### Available data

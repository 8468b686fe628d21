//! # StatusBar Component
//!
//! Top line of the shell: the screen title, the status message and which
//! history directions are available.
//!
//! Purely presentational. Every field is a prop from the parent:
//!
//! - `title`: heading of the resolved view
//! - `status_message`: last action result (`Opened #cart`, `No earlier page`)
//! - `can_go_back` / `can_go_forward`: history arrows
//!
//! Format: `◀ ▶ Storefront · Cart | Opened #cart`. An unavailable arrow is
//! drawn as a space so the title does not shift.

use ratatui::Frame;
use ratatui::layout::Rect;
use ratatui::text::Span;

use crate::tui::component::Component;

pub struct StatusBar {
    pub title: String,
    pub status_message: String,
    pub can_go_back: bool,
    pub can_go_forward: bool,
}

impl StatusBar {
    pub fn new(
        title: String,
        status_message: String,
        can_go_back: bool,
        can_go_forward: bool,
    ) -> Self {
        Self {
            title,
            status_message,
            can_go_back,
            can_go_forward,
        }
    }

    pub fn text(&self) -> String {
        let back = if self.can_go_back { '◀' } else { ' ' };
        let forward = if self.can_go_forward { '▶' } else { ' ' };
        if self.status_message.is_empty() {
            format!("{} {} Storefront · {}", back, forward, self.title)
        } else {
            format!(
                "{} {} Storefront · {} | {}",
                back, forward, self.title, self.status_message
            )
        }
    }
}

impl Component for StatusBar {
    fn render(&mut self, frame: &mut Frame, area: Rect) {
        frame.render_widget(Span::raw(self.text()), area);
    }
}
//! # TUI Adapter
//!
//! The ratatui-specific layer. Acts as the "browser" around the routing
//! core: it owns the terminal, renders the resolved view, and translates
//! keys into `core::Action` values.
//!
//! This is the only module that knows about ratatui and crossterm.
//!
//! ## Event Loop
//!
//! Each turn:
//!
//! 1. Draw if something changed (an event arrived or the store notified).
//! 2. Wait up to 500ms for an event, then drain all pending events.
//! 3. Deliver queued location changes (back/forward, typed addresses) to
//!    the store, the way a browser fires `hashchange` after the current
//!    handler returns.
//!
//! ## Input Modes
//!
//! - **Browse**: single keys jump to destinations through the facade.
//! - **Address**: keys edit the address bar; Enter writes the location.
//! - **Search**: keys edit a plain search term; Enter goes through the
//!   facade, so the term is encoded like any other parameter.

pub mod component;
pub mod components;
pub mod event;
mod ui;

use log::{debug, info};
use std::io::stdout;
use std::time::Duration;

use crossterm::cursor::{Hide, SetCursorStyle, Show};
use crossterm::event::{DisableBracketedPaste, EnableBracketedPaste};
use crossterm::execute;

use crate::core::action::{Action, Effect, deliver_location_changes, update};
use crate::core::config::ResolvedConfig;
use crate::core::location::Location;
use crate::core::route::{Destination, ProductsQuery, SearchQuery};
use crate::core::state::App;
use crate::tui::component::EventHandler;
use crate::tui::components::{AddressBar, AddressEvent, HistoryEvent, HistoryPanelState};
use crate::tui::event::{TuiEvent, poll_event_immediate, poll_event_timeout};

/// Modal input mode: determines how keyboard events are interpreted.
#[derive(Debug, Clone, Copy, PartialEq, Eq)]
pub enum InputMode {
    /// Single-key navigation.
    Browse,
    /// Editing the address bar.
    Address,
    /// Typing a search term.
    Search,
}

/// TUI-specific presentation state (not part of core navigation state)
pub struct TuiState {
    pub address_bar: AddressBar,
    pub input_mode: InputMode,
    // History overlay (None = hidden)
    pub history_panel: Option<HistoryPanelState>,
}

impl TuiState {
    pub fn new() -> Self {
        Self {
            address_bar: AddressBar::new(),
            input_mode: InputMode::Browse,
            history_panel: None,
        }
    }

    fn begin_edit(&mut self, mode: InputMode, initial: &str) {
        self.input_mode = mode;
        self.address_bar.begin_edit(initial);
    }
}

impl Default for TuiState {
    fn default() -> Self {
        Self::new()
    }
}

struct TerminalModeGuard;

impl TerminalModeGuard {
    fn new() -> std::io::Result<Self> {
        execute!(
            stdout(),
            EnableBracketedPaste,
            Show,
            SetCursorStyle::SteadyBlock // Non-blinking: avoids blink timer reset from redraws
        )?;
        info!("Terminal modes enabled (bracketed paste, steady block cursor)");
        Ok(Self)
    }
}

impl Drop for TerminalModeGuard {
    fn drop(&mut self) {
        let _ = execute!(stdout(), DisableBracketedPaste, Hide);
    }
}

/// Map a browse-mode key to the action it triggers.
pub fn browse_action(c: char) -> Option<Action> {
    let destination = match c {
        'h' => Destination::Home,
        'p' => Destination::Products(ProductsQuery::default()),
        'g' => Destination::Categories,
        'c' => Destination::Cart,
        'k' => Destination::Checkout,
        'a' => Destination::Account,
        'w' => Destination::Wishlist,
        'o' => Destination::OrderTracking,
        'i' => Destination::About,
        't' => Destination::Contact,
        '1'..='9' => Destination::ProductDetail { id: c.to_string() },
        'b' => return Some(Action::Back),
        'f' => return Some(Action::Forward),
        'q' => return Some(Action::Quit),
        _ => return None,
    };
    Some(Action::Navigate(destination))
}

/// A blank term opens the search page without a query.
fn search_destination(text: &str) -> Destination {
    let term = text.trim();
    if term.is_empty() {
        Destination::Search(SearchQuery::default())
    } else {
        Destination::Search(SearchQuery::term(term))
    }
}

/// Route one terminal event. Returns the effect of any action it produced.
pub fn handle_event(app: &mut App, tui: &mut TuiState, event: TuiEvent) -> Effect {
    if matches!(event, TuiEvent::ForceQuit) {
        return update(app, Action::Quit);
    }

    // When the history overlay is open, route all events to it
    if let Some(ref mut panel) = tui.history_panel {
        if let Some(history_event) = panel.handle_event(&event) {
            tui.history_panel = None;
            if let HistoryEvent::Jump(index) = history_event {
                return update(app, Action::JumpToHistory(index));
            }
        }
        return Effect::None;
    }

    match tui.input_mode {
        InputMode::Address | InputMode::Search => {
            let mode = tui.input_mode;
            if let Some(address_event) = tui.address_bar.handle_event(&event) {
                tui.input_mode = InputMode::Browse;
                if let AddressEvent::Submit(text) = address_event {
                    let action = match mode {
                        InputMode::Search => Action::Navigate(search_destination(&text)),
                        _ => Action::EnterLocation(text),
                    };
                    return update(app, action);
                }
            }
            Effect::None
        }
        InputMode::Browse => match event {
            TuiEvent::OpenHistory => {
                let history = app.store.location();
                tui.history_panel = Some(HistoryPanelState::new(
                    history.entries().len(),
                    history.cursor(),
                ));
                Effect::None
            }
            TuiEvent::CursorLeft | TuiEvent::HistoryBack => update(app, Action::Back),
            TuiEvent::CursorRight | TuiEvent::HistoryForward => update(app, Action::Forward),
            TuiEvent::InputChar(':') | TuiEvent::InputChar('/') => {
                let current = app.store.location().fragment();
                tui.begin_edit(InputMode::Address, &current);
                Effect::None
            }
            TuiEvent::InputChar('s') => {
                let term = match app.store.current().destination() {
                    Some(Destination::Search(SearchQuery { q: Some(q) })) => q,
                    _ => String::new(),
                };
                tui.begin_edit(InputMode::Search, &term);
                Effect::None
            }
            TuiEvent::InputChar(c) => match browse_action(c) {
                Some(action) => update(app, action),
                None => Effect::None,
            },
            _ => Effect::None,
        },
    }
}

pub fn run(config: ResolvedConfig) -> std::io::Result<()> {
    let mut app = App::from_config(&config);
    let mut tui = TuiState::new();

    let mut terminal = ratatui::init();
    let _terminal_mode_guard = TerminalModeGuard::new();

    let mut needs_redraw = true; // Force first frame
    let mut seen_changes = app.route_changes();

    loop {
        if needs_redraw {
            terminal.draw(|f| ui::draw_ui(f, &app, &mut tui))?;
            needs_redraw = false;
        }

        let first_event = poll_event_timeout(Duration::from_millis(500));

        // Process first event + drain ALL pending events before next draw
        let mut should_quit = false;
        if first_event.is_some() {
            needs_redraw = true;
        }
        for event in first_event
            .into_iter()
            .chain(std::iter::from_fn(poll_event_immediate))
        {
            if matches!(event, TuiEvent::Resize) {
                continue;
            }
            if handle_event(&mut app, &mut tui, event) == Effect::Quit {
                should_quit = true;
                break;
            }
        }

        if should_quit {
            break;
        }

        let delivered = deliver_location_changes(&mut app);
        if delivered > 0 {
            debug!("Delivered {} location change(s)", delivered);
        }
        if app.route_changes() != seen_changes {
            seen_changes = app.route_changes();
            needs_redraw = true;
        }
    }

    info!("Storefront shell exiting at {}", app.store.href());
    ratatui::restore();
    Ok(())
}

######

Work request:
Wherever the string "Duration" appears in a line of the records above, copy that line.

Result of this task:
use std::time::Duration;
        let first_event = poll_event_timeout(Duration::from_millis(500));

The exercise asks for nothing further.